Find the word "global" below. Copy each line that has it.

Task material =>
____
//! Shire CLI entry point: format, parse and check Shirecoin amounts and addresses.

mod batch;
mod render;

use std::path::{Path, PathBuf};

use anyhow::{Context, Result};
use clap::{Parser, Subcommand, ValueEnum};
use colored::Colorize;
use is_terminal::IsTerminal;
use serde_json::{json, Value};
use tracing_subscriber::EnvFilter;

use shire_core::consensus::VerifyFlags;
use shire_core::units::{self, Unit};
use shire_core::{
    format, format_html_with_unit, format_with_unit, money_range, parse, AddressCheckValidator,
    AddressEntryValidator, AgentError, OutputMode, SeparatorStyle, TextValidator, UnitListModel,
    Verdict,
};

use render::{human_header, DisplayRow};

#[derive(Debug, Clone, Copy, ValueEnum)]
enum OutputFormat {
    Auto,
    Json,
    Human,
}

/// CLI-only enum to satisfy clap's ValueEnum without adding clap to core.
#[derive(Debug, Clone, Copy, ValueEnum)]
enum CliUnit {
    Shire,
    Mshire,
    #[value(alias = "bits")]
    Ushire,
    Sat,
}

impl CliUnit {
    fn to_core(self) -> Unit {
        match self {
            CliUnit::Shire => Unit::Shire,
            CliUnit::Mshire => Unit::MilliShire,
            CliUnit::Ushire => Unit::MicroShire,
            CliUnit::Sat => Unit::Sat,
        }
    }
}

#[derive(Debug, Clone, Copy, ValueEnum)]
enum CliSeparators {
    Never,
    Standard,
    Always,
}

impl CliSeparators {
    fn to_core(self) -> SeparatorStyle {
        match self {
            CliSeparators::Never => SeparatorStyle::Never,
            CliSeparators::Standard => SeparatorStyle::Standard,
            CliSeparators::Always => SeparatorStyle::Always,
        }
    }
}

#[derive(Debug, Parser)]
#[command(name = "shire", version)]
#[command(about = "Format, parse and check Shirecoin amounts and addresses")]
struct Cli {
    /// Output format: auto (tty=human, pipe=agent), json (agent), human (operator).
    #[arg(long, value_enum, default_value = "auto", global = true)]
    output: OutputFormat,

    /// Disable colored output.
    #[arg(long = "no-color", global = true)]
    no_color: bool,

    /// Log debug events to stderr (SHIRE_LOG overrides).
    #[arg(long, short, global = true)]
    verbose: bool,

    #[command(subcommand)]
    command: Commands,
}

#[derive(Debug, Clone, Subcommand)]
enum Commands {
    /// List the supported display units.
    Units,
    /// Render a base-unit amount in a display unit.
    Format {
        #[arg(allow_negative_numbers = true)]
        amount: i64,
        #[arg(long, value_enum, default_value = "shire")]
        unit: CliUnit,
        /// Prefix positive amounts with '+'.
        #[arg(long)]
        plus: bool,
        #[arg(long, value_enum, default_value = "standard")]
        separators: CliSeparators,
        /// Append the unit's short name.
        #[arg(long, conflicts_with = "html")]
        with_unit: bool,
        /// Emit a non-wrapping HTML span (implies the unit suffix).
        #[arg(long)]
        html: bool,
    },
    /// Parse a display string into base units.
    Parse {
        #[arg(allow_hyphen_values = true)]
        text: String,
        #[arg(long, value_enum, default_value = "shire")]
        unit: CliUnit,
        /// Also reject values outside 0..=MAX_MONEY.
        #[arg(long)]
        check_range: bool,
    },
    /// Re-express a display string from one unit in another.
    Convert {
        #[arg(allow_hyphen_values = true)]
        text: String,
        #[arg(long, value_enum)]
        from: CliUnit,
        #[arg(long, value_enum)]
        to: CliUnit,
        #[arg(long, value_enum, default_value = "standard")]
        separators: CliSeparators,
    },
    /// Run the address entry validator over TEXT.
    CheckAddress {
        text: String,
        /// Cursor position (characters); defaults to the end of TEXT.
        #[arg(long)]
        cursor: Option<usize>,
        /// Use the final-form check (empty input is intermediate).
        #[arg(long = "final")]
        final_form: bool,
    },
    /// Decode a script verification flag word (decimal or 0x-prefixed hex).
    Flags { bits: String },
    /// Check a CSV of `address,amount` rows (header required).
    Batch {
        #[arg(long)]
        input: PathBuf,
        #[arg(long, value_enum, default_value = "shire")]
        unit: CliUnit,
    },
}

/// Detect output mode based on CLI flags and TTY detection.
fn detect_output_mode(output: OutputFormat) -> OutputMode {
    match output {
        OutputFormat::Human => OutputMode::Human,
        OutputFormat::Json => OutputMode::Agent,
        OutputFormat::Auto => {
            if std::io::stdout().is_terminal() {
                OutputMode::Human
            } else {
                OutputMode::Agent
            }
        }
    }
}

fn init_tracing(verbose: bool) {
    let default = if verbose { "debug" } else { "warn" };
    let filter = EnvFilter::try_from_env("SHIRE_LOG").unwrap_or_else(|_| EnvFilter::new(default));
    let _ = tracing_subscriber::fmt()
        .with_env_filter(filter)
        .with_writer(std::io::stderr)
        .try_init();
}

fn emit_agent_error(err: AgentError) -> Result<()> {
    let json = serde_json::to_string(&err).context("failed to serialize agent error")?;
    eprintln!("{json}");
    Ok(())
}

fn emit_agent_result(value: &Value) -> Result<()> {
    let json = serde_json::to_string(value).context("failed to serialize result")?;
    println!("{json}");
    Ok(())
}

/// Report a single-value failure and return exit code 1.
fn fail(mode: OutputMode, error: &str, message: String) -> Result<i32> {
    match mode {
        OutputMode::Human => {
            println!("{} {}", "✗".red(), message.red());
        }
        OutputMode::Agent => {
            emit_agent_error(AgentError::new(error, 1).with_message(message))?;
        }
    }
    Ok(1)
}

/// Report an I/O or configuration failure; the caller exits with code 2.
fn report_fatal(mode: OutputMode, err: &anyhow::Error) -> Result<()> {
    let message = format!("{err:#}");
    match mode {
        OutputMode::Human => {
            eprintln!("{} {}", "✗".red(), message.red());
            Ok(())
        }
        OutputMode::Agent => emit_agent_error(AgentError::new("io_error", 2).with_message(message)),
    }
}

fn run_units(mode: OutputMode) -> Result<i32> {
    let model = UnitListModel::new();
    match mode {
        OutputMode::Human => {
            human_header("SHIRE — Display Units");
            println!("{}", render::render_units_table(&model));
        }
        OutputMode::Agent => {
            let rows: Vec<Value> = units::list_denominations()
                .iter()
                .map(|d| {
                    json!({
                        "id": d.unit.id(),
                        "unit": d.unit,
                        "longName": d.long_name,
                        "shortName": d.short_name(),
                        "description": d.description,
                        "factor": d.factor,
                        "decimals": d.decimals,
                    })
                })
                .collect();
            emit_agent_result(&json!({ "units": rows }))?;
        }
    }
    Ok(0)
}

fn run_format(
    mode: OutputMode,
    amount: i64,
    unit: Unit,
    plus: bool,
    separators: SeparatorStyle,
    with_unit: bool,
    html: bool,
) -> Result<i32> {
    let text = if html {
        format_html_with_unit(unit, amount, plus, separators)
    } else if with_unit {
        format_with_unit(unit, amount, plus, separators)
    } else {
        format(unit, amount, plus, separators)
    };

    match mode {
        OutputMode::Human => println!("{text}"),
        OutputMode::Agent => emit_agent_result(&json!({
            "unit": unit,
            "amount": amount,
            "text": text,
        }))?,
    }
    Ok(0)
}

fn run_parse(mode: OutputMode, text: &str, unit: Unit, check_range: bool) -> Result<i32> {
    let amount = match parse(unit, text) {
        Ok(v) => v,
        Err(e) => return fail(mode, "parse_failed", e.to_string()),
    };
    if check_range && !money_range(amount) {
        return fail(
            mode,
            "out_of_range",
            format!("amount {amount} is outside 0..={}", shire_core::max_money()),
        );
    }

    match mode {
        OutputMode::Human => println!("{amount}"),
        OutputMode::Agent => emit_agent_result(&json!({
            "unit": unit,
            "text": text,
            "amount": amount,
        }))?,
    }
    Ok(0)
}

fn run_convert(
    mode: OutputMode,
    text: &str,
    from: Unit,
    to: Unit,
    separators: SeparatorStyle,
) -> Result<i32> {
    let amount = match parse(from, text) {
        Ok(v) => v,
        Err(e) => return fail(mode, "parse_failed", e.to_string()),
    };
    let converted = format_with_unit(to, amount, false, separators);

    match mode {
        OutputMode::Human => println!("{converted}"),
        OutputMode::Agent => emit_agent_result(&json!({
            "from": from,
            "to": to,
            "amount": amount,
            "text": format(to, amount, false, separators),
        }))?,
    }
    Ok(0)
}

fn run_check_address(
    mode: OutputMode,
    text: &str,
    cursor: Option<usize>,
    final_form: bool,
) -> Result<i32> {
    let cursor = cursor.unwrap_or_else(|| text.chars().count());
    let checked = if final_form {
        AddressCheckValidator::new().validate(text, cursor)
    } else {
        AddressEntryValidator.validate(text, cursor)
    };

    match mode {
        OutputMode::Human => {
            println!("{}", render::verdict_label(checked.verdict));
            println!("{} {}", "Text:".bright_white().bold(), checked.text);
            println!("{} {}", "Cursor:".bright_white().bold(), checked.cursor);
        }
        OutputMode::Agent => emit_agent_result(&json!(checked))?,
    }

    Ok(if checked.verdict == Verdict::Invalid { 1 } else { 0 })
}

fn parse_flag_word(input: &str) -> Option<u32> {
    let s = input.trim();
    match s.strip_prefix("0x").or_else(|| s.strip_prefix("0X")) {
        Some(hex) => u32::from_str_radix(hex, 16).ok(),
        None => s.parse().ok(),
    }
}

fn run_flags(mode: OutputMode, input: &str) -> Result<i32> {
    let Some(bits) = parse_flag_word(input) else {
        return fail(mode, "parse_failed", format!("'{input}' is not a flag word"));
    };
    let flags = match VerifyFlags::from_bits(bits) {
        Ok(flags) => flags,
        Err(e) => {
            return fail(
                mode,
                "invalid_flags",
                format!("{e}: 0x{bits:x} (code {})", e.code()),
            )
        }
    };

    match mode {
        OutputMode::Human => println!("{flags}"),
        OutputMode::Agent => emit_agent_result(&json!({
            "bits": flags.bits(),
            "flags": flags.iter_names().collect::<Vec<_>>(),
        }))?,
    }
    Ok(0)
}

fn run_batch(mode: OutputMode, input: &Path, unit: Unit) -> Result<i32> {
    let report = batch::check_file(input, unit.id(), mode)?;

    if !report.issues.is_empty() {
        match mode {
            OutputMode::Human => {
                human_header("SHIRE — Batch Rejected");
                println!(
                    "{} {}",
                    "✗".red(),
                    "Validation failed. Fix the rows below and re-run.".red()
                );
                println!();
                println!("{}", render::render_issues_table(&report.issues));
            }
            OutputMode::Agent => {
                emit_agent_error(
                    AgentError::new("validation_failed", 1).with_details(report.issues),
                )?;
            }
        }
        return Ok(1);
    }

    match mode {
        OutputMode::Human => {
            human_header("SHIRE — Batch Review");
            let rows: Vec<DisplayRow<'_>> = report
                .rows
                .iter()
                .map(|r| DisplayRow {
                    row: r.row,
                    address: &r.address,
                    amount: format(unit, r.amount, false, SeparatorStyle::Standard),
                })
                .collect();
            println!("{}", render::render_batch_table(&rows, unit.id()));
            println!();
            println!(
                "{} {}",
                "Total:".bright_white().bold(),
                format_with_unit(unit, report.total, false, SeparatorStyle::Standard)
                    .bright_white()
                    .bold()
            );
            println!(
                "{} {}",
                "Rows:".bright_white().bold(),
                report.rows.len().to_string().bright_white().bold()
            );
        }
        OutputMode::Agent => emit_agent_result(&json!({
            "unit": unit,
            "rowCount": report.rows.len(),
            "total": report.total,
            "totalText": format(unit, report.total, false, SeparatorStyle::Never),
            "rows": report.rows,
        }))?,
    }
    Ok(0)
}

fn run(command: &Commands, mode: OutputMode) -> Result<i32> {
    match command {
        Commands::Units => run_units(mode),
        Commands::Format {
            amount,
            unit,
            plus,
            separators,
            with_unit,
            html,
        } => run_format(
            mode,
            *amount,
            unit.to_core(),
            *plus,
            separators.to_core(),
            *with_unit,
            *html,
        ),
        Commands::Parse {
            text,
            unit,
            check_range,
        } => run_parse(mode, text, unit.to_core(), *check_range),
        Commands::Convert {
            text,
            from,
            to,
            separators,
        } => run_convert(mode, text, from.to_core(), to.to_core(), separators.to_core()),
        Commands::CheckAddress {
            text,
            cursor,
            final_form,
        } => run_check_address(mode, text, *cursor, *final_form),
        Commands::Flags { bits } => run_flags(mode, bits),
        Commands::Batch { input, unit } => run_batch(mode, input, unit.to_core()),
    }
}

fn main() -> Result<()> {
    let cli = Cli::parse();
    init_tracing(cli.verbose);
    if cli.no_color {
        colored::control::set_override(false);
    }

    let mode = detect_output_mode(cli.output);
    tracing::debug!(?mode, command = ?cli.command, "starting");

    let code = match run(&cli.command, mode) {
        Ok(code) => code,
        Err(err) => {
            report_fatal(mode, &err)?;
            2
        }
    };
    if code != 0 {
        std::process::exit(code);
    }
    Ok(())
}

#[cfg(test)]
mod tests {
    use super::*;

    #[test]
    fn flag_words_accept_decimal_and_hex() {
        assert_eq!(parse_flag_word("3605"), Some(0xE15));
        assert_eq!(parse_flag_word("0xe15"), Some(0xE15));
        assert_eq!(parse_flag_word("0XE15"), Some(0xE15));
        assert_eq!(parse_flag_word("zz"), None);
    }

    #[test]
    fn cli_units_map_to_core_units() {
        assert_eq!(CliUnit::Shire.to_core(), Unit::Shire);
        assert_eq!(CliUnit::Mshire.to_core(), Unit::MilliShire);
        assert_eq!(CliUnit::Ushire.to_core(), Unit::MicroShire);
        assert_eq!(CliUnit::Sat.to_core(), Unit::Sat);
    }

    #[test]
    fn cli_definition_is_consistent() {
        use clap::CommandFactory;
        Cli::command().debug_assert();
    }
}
____
Answer to the exercise =>
    #[arg(long, value_enum, default_value = "auto", global = true)]
    #[arg(long = "no-color", global = true)]
    #[arg(long, short, global = true)]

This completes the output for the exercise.